Aim of the task
Transcribe exactly, and only, the lines that run from the one containing "assert!(active_spans(650.0, &marks, &spans, 50.0).is_empty());" through the end of the records.
Record set: Begin
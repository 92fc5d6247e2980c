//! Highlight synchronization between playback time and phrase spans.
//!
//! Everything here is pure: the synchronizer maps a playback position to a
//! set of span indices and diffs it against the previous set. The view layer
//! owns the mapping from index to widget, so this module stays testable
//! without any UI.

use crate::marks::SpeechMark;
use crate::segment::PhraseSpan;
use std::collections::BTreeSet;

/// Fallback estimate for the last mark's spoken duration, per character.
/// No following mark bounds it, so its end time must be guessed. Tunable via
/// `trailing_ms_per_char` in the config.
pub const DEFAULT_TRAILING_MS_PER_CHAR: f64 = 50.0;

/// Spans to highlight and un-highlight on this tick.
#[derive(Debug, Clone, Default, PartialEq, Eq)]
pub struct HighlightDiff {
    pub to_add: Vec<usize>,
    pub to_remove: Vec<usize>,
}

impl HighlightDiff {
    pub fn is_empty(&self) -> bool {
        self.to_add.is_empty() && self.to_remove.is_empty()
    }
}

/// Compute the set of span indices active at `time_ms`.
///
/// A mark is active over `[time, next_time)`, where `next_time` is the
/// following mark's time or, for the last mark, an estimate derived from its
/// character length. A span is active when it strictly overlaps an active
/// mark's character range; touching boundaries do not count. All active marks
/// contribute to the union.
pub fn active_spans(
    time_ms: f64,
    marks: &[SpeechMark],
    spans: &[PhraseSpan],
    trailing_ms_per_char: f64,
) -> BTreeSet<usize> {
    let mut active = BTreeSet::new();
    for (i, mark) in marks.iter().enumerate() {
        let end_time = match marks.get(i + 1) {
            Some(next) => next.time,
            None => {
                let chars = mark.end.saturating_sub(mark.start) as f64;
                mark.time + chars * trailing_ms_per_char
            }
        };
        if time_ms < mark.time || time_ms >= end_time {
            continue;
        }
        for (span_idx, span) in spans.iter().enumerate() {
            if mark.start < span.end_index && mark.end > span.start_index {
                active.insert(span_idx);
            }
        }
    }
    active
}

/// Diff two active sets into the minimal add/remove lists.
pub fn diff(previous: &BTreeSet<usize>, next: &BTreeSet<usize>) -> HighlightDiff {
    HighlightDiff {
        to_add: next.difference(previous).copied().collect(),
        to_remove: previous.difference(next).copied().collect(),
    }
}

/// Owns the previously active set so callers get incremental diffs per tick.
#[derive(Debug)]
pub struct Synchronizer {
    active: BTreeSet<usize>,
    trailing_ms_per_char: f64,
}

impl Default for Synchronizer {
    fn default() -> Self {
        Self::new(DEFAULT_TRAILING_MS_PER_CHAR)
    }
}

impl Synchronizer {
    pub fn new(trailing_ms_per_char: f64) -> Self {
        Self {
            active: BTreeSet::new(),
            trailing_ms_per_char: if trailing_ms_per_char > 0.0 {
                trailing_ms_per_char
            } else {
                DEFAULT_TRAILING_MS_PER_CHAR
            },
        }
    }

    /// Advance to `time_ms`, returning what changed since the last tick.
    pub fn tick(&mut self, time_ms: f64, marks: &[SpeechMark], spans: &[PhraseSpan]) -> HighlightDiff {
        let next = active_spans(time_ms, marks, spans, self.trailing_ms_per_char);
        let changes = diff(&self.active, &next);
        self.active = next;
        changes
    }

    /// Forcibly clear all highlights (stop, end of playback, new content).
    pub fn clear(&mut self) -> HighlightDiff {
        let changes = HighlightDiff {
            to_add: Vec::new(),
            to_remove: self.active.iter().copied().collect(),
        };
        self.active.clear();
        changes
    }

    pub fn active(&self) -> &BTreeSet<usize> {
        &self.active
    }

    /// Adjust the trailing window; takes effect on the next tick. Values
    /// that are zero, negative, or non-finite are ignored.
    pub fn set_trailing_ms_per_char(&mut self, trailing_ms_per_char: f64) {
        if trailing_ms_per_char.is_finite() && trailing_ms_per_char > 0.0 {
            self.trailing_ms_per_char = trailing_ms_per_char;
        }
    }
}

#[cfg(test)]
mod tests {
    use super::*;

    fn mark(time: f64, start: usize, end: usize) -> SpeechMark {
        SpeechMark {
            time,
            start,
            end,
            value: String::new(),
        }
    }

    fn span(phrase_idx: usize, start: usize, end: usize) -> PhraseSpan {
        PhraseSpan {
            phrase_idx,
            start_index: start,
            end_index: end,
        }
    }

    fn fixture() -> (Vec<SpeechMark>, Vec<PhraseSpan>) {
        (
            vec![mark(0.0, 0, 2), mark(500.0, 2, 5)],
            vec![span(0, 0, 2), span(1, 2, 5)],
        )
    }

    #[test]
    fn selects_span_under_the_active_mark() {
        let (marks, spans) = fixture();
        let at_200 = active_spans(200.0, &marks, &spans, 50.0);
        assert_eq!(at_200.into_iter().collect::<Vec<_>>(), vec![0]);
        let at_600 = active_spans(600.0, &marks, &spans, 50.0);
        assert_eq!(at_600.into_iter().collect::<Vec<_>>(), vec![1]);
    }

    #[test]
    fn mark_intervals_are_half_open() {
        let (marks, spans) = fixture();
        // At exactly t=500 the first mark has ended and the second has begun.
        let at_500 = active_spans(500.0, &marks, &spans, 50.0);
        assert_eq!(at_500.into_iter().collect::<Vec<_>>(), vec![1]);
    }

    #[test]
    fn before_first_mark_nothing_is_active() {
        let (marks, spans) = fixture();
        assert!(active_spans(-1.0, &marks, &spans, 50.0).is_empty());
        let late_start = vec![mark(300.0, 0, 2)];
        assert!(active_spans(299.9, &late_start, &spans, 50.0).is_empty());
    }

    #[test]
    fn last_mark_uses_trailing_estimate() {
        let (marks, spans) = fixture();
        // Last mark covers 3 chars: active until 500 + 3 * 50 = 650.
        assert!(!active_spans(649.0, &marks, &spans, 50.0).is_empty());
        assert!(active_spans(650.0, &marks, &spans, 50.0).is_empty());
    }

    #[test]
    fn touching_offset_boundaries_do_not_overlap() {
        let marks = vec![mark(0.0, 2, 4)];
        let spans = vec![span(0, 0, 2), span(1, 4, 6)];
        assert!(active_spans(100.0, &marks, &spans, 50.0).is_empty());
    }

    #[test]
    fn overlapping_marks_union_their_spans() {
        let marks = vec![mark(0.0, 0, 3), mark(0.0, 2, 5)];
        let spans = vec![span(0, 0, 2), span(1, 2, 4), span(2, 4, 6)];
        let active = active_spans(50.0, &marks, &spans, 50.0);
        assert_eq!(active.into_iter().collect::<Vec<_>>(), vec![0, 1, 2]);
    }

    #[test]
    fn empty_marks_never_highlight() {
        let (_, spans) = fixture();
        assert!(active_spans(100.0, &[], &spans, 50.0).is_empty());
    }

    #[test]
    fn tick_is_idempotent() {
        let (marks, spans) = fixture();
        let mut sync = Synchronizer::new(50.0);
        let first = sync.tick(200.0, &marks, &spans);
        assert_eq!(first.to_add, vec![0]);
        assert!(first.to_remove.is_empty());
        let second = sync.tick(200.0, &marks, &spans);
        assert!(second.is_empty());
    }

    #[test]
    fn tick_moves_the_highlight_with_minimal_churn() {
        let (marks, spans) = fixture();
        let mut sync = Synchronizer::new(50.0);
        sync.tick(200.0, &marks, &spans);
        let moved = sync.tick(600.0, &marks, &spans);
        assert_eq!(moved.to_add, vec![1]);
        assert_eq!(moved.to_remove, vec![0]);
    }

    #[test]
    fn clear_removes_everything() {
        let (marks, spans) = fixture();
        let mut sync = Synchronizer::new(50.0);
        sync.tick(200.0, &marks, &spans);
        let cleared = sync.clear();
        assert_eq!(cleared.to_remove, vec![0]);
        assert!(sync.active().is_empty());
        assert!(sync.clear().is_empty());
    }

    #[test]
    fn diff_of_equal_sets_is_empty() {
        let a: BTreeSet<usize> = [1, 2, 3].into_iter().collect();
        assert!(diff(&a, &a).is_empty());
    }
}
Record set: End
Completed exercise
        assert!(active_spans(650.0, &marks, &spans, 50.0).is_empty());
    }

    #[test]
    fn touching_offset_boundaries_do_not_overlap() {
        let marks = vec![mark(0.0, 2, 4)];
        let spans = vec![span(0, 0, 2), span(1, 4, 6)];
        assert!(active_spans(100.0, &marks, &spans, 50.0).is_empty());
    }

    #[test]
    fn overlapping_marks_union_their_spans() {
        let marks = vec![mark(0.0, 0, 3), mark(0.0, 2, 5)];
        let spans = vec![span(0, 0, 2), span(1, 2, 4), span(2, 4, 6)];
        let active = active_spans(50.0, &marks, &spans, 50.0);
        assert_eq!(active.into_iter().collect::<Vec<_>>(), vec![0, 1, 2]);
    }

    #[test]
    fn empty_marks_never_highlight() {
        let (_, spans) = fixture();
        assert!(active_spans(100.0, &[], &spans, 50.0).is_empty());
    }

    #[test]
    fn tick_is_idempotent() {
        let (marks, spans) = fixture();
        let mut sync = Synchronizer::new(50.0);
        let first = sync.tick(200.0, &marks, &spans);
        assert_eq!(first.to_add, vec![0]);
        assert!(first.to_remove.is_empty());
        let second = sync.tick(200.0, &marks, &spans);
        assert!(second.is_empty());
    }

    #[test]
    fn tick_moves_the_highlight_with_minimal_churn() {
        let (marks, spans) = fixture();
        let mut sync = Synchronizer::new(50.0);
        sync.tick(200.0, &marks, &spans);
        let moved = sync.tick(600.0, &marks, &spans);
        assert_eq!(moved.to_add, vec![1]);
        assert_eq!(moved.to_remove, vec![0]);
    }

    #[test]
    fn clear_removes_everything() {
        let (marks, spans) = fixture();
        let mut sync = Synchronizer::new(50.0);
        sync.tick(200.0, &marks, &spans);
        let cleared = sync.clear();
        assert_eq!(cleared.to_remove, vec![0]);
        assert!(sync.active().is_empty());
        assert!(sync.clear().is_empty());
    }

    #[test]
    fn diff_of_equal_sets_is_empty() {
        let a: BTreeSet<usize> = [1, 2, 3].into_iter().collect();
        assert!(diff(&a, &a).is_empty());
    }
}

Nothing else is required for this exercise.